Schwäbische Zeitung (Biberach)
Würdigung eines großen Menschen und Politikers
100 Jahre nach der Unterzeichnung des Waffenstillstandsabkommens wird Matthias Erzberger geehrt
BIBERACH - Mehr als 500 Besucher sind der Einladung der Erzberger-Initiative ins Landratsamt gefolgt. Landrat Heiko Schmid eröffnete die Gedenkveranstaltung zu Ehren Matthias Erzbergers mit dem historisch zentralen Satz: „Heute auf den Tag genau vor 100 Jahren unterzeichnete Matthias Erzberger den Waffenstillstandsvertrag von Compiègne zur Beendigung des Ersten Weltkrieges.“
Schmid gab dann einen kurzen Einblick in die politische Persönlichkeit von Erzberger, der nach der Unterzeichnung zur Hassfigur rechter Propaganda wurde. Schmid: „Wir Heutigen würdigen Matthias Erzberger als einen Mann, der aus tiefem Pflichtgefühl heraus handelte und Verantwortung übernahm, als sich Generäle und Populisten wegduckten.“Er sprach über Erzbergers Wandel vom glühenden Patrioten, der 1914 den Krieg begrüßte, 1917 aber zur Erkenntnis kam, dass Deutschland einen „Verständigungsfrieden“brauche, auf die Kriegsgegner zugehen müsse.
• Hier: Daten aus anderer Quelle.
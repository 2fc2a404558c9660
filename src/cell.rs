use std::num::NonZero;

use strum::VariantArray;

/// The size an anchor demands of its island. Always at least 1.
pub type IslandSize = NonZero<usize>;

/// The state of one node of a [`Board`](crate::Board).
#[derive(Clone, Copy, Debug, Default, Eq, Hash, PartialEq)]
pub enum Cell {
    /// Not yet decided.
    #[default]
    Empty,
    /// Part of the sea.
    Water,
    /// Part of an island.
    Land {
        /// Set only on the numbered node an island grows from.
        anchor: Option<IslandSize>,
    },
}

impl Cell {
    /// The label this cell carries, or [`None`] while it is still empty.
    pub fn label(&self) -> Option<Label> {
        match self {
            Cell::Empty => None,
            Cell::Water => Some(Label::Water),
            Cell::Land { .. } => Some(Label::Land),
        }
    }

    /// The required island size if this cell is an anchor.
    pub fn anchor(&self) -> Option<IslandSize> {
        match self {
            Cell::Land { anchor } => *anchor,
            _ => None,
        }
    }

    pub(crate) fn glyph(&self) -> char {
        match self {
            Cell::Empty => '.',
            Cell::Water => Label::Water.glyph(),
            Cell::Land { anchor: Some(size) } => size_glyph(*size),
            Cell::Land { anchor: None } => Label::Land.glyph(),
        }
    }
}

/// A decided value for a node.
///
/// The declaration order is the order the search tries candidates in.
#[derive(Clone, Copy, Debug, Eq, Hash, Ord, PartialEq, PartialOrd, VariantArray)]
pub enum Label {
    /// Part of the sea.
    Water,
    /// Part of an island.
    Land,
}

impl Label {
    pub(crate) fn glyph(&self) -> char {
        match self {
            Label::Water => '#',
            Label::Land => '+',
        }
    }
}

impl From<Label> for Cell {
    fn from(value: Label) -> Self {
        match value {
            Label::Water => Cell::Water,
            Label::Land => Cell::Land { anchor: None },
        }
    }
}

/// Display an island size as one character: digits up to 9, then `A` for 10 through `Z` for 35.
pub(crate) fn size_glyph(size: IslandSize) -> char {
    match size.get() {
        n @ 1..=9 => char::from(b'0' + n as u8),
        n @ 10..=35 => char::from(b'A' + (n - 10) as u8),
        _ => '?',
    }
}

/// Inverse of [`size_glyph`], accepting either letter case.
pub(crate) fn glyph_size(glyph: char) -> Option<IslandSize> {
    let value = match glyph {
        '1'..='9' => glyph as usize - '0' as usize,
        'a'..='z' => glyph as usize - 'a' as usize + 10,
        'A'..='Z' => glyph as usize - 'A' as usize + 10,
        _ => return None,
    };

    NonZero::new(value)
}
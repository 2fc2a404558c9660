use std::collections::BTreeMap;

use petgraph::graphmap::NodeTrait;

use crate::cell::{IslandSize, Label};

/// A complete labeling of a board, copied out of it when it was found.
///
/// Anchors are labeled [`Land`](Label::Land); their sizes are kept alongside for display.
#[derive(Clone, Debug, Eq, Hash, PartialEq, Ord, PartialOrd)]
pub struct Solution<N>
where
    N: NodeTrait,
{
    labels: BTreeMap<N, Label>,
    anchors: BTreeMap<N, IslandSize>,
}

impl<N> Solution<N>
where
    N: NodeTrait,
{
    pub(crate) fn new(labels: BTreeMap<N, Label>, anchors: BTreeMap<N, IslandSize>) -> Self {
        Self { labels, anchors }
    }

    /// The label of `node`, or [`None`] if it is not part of this solution.
    pub fn label(&self, node: N) -> Option<Label> {
        self.labels.get(&node).copied()
    }

    /// The size of the anchor at `node`, if there is one.
    pub fn anchor(&self, node: N) -> Option<IslandSize> {
        self.anchors.get(&node).copied()
    }

    /// Every node with its label, in node order.
    pub fn iter(&self) -> impl Iterator<Item = (N, Label)> + '_ {
        self.labels.iter().map(|(node, label)| (*node, *label))
    }

    /// The number of labeled nodes.
    pub fn len(&self) -> usize {
        self.labels.len()
    }

    /// Whether this solution labels no nodes at all, as for a board on an empty graph.
    pub fn is_empty(&self) -> bool {
        self.labels.is_empty()
    }

    /// The number of nodes labeled with `label`.
    pub fn count(&self, label: Label) -> usize {
        self.labels.values().filter(|l| **l == label).count()
    }
}
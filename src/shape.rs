//! Step directions for grid boards.

use ndarray::Array2;
use strum::VariantArray;

use crate::location::Location;

/// A direction of travel between adjacent cells of a square grid.
#[derive(Copy, Clone, VariantArray, Eq, PartialEq, Hash, Debug, Ord, PartialOrd)]
pub enum SquareStep {
    /// Toward row 0.
    Up,
    /// Away from row 0.
    Down,
    /// Toward column 0.
    Left,
    /// Away from column 0.
    Right,
}

impl SquareStep {
    /// Directions which, taken from a location, land on a location later in row-major order.
    ///
    /// Walking only these from every cell visits every grid edge exactly once.
    pub const FORWARD_VARIANTS: &'static [Self] = &[Self::Right, Self::Down];

    /// The location one step from `location` in this direction.
    ///
    /// Steps off the top or left edge wrap around to huge coordinates, which any bounds check rejects.
    pub fn attempt_from(&self, location: Location) -> Location {
        match self {
            Self::Up => location.offset_by((0, -1)),
            Self::Down => location.offset_by((0, 1)),
            Self::Left => location.offset_by((-1, 0)),
            Self::Right => location.offset_by((1, 0)),
        }
    }

    /// Determine the direction from `a` to `b`, if they are adjacent on the grid.
    pub fn direction_to(a: Location, b: Location) -> Option<Self> {
        Self::VARIANTS.iter().find(|dir| dir.attempt_from(a) == b).copied()
    }

    /// Lay out the characters of `board` row by row, one line per row.
    pub(crate) fn print(board: &Array2<char>) -> String {
        let mut out = String::with_capacity(board.nrows() * (board.ncols() + 1));

        for row in board.rows() {
            for col in row {
                out.push(*col);
            }
            out.push('\n');
        }

        out
    }
}
#![warn(missing_docs)]

//! # `nurikabe`
//!
//! A solver for [Nurikabe](https://en.wikipedia.org/wiki/Nurikabe_(puzzle)) and its generalizations to arbitrary graphs.
//! Begin by building a board, either on any [`petgraph`] graph with [`Board::build`] or on a rectangular grid with a
//! [`SquareBoardBuilder`](builder::SquareBoardBuilder), place its anchors, then call [`solve()`](crate::Board::solve)
//! to enumerate every solution.
//!
//! # Rules
//! Every node of the graph is labeled water or land. A handful of land nodes are *anchors*, each carrying a size.
//! A labeling is a solution when:
//! 1. every island, i.e. maximal connected piece of land, contains exactly one anchor and has that anchor's size;
//! 2. no *pool* exists: no cycle of minimal length (the *girth* of the graph) is entirely water. On a square grid the
//!    girth is 4 and pools are the familiar 2×2 blocks of water;
//! 3. all water is connected.
//!
//! # Internals
//! The solver is an exhaustive depth-first search. Each step labels one empty node, first water then land, and keeps
//! the label only if the partial labeling can still be completed as far as cheap checks can tell: islands must not
//! join anchors or outgrow them and must keep room to grow, no pool may be closed, and the water, together with
//! every empty node, must still be connected. Givens are checked once before the search starts. Because all checks
//! run on every step, a board with no empty nodes left is a solution.
//!
//! Which node to branch on is chosen by propagation: nodes around islands that are full, islands with a single way to
//! grow, and nodes two islands compete for are decided first, since one of their labels usually fails immediately.
//! Otherwise nodes are taken in a fixed breadth-first order.
//!
//! Everything the search needs to know about the graph itself, namely its shortest cycles and that order, is
//! computed once when the board is built.

pub use board::{Board, BoardOptions, Island};
pub use builder::SquareBoardBuilder;
pub use cell::{Cell, IslandSize, Label};
pub use error::{ConstructionError, Defect, InvariantViolation};
pub use grid::{GridBoard, GridSolution};
pub use location::{Dimension, Location};
pub use metrics::AcyclicPolicy;
pub use solution::Solution;
pub use solver::{SearchStats, Solver};

pub(crate) mod board;
mod tests;
pub(crate) mod cell;
pub(crate) mod error;
pub(crate) mod grid;
pub(crate) mod location;
pub(crate) mod metrics;
pub mod shape;
pub mod builder;
pub mod cryptic;
pub(crate) mod solution;
pub(crate) mod solver;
Schmid ging kurz auf Erzbergers Biografie ein, der am 20. September 1875 in Buttenhausen im Großen Lautertal geboren und 1903 als jüngster Abgeordneter für den Wahlkreis Biberach, Leutkirch, Waldsee, Wangen nach Berlin in den Reichstag gewählt wurde. Am 26. August 1921 in Bad Griesbach wurde er von rechtsextremen ehemaligen Marineoffizieren erschossen.
„Umfangreichstes Reformwerk“
Moderator Alfons Siegel, Leiter der Biberacher Erzberger-Initiative, sprach über die beträchtlichen politischen Verdienste des Zentrumspolitikers und Finanzministers. Die „Erzbergersche Finanzreform“von 1919/ 1920 mit 16 Finanz- und Steuergesetzen gilt als das umfangreichste Reformwerk der deutschen Steuer- und Finanzgeschichte. Kulturdezernent Jörg Riedlbauer forderte, Haltung zu bewahren gegenüber sinnlosen Taten, Toleranz zu üben, Leben zu bewahren. Und weiter: „Geschichte muss sichtbar erfahrbar und für die junge Generation begreifbar gemacht werden. In Biberach gibt es eine Matthias-Erzberger-Schule, und die Stadt vergibt seit einigen Jahren einen MatthiasErzberger-Preis an die vier besten Abiturienten.“
Der Bundestagsabgeordnete Josef Rief (CDU) sprach von der „Urkatastrophe“des Jahrhunderts, schilderte die Abläufe von vor 100 Jahren. Rief weiter: Das Bundestagsgebäude „Unter den Linden 71“(früher Ministerium für Volksbildung der DDR) wurde 2017 in „Matthias-Erzberger-Gebäude“umbenannt. Er ging auf die Historie ein, wie ihn General Ludendorff gleichsam zur Unterschrift zwang, späterer Miterfinder der „Dolchstoßlegende“.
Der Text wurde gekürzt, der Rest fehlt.